Social media is among the most valuable channels by which pharmaceutical brands can reach healthcare decision-makers, drive engagement and build their businesses.
However, there are a few key factors to keep in mind when building a social media strategy – from regulatory challenges to the rise of the pharma influencer.
The proliferation of social media channels and the expansive reach they enable has propelled healthcare provider (HCP) networking as they take to platforms including Facebook and LinkedIn to discuss their work and spread scientifically-backed research, products and treatments on a global scale. Engaging this audience across traditional social media channels offers many benefits, enabling marketers to reach HCPs in their professional sphere as well as in their personal, everyday lives.
And while strict pharma regulations have long stifled brand reach when using traditional targeting methods, social media is becoming increasingly pharma-friendly. Today, Facebook even allows for the same advanced targeting you’d expect from programmatic or EMR, thanks to the platform’s robust first-party data (a factor becoming increasingly important as the curtain falls on the third-party cookie). On a platform such as Facebook, pharma brands can hone in on a specific HCP audience – or even a specific practitioner if your list match is right – and push out relevant content to them while they are scrolling.
For pharmaceutical brands, the importance of at least maintaining a presence on these social platforms is becoming more exigent. HCPs are there, just like they are on EMRs and portals. Brands can further increase their increasing frequency and reach by extending into social. As a result, they’ll drive awareness, engagement and, ultimately, ROI. But maximizing this ROI requires that brands consider certain factors when developing their social strategies.
The opportunity to catch Dr. Sam as Ms. Sam
We all know the importance of reaching doctors when they are in a healthcare practitioner mindset – while interacting with patients, consulting with their peers, at the point of prescribing or doing research. But we can’t forget the power of engaging with doctors while they are also in their everyday mindsets. Dr. Sam is also Ms. Sam. She engages with consumer channels because she too is a consumer. And the way that Dr. Sam engages with social media during her off-hours is no exception.
According to MedData Group, 72% of physicians surveyed were active on Facebook weekly and 38% were active on Instagram and LinkedIn weekly. The types of professional content on Facebook that physicians are most likely to engage with include continuing medical education opportunities (37%) and physician online community information (31%).
Dr. Sam as Ms. Sam is still a doctor, always in doctor mode, and using social platforms to further her connections with other medical professionals or getting advice or education from those who can relate. Via social media, doctors connect with peers from all over the world, extending their network past their in-office or med school colleagues and gaining access to entirely new cohorts. The appeal of getting advice from trusted professionals or sharing research has attracted millions of HCPs worldwide.
The pharma influencer
Another key factor to consider is the steady rise of pharma influencers – which could arguably be the new term for key opinion leaders (KOLs), thanks to social media.

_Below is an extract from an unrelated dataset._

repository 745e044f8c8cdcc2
pub mod logger;
pub mod trace;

Pharma influencers, who are often HCPs, have mass followings and get treated like celebrities – but their social influence perks are often just a fallback for their everyday jobs as practitioners. Consumers often see these influencers as trusted authorities.
Considering that SocialPub projects that the social influencer industry will be worth between $5 and $10bn by next year, pharmaceutical brands that partner with popular – and well-trusted – social influencers have a valuable opportunity to drive their bottom line.
Understanding the pharma marketing funnel
The key to reaching HCPs is knowing that pharma follows the same marketing funnels as any other vertical – while acknowledging that there are stronger differentiators on how awareness happens.
Engagement with a doctor can be facilitated by a sales team in the doctor’s offices or via paid media promotions that have been targeted to key physicians via their NPI. These differences in how a doctor can be influenced require us to think about where physicians are in their condition/treatment journey and how the lower funnel metrics could also build up instead of our tendency to build strategies only from the top down.
Pharma brand managers and marketers should engage HCPs where they are spending their time: on social platforms that allow you to prepare now for a cookie-less world, and take advantage of a high-value targeting opportunity that is both established, yet largely untapped for many pharma brands. Challenge your in-house team or agency to bring you a clear HCP-focused social media strategy, and work with your legal and regulatory teams to educate marketers on what’s possible.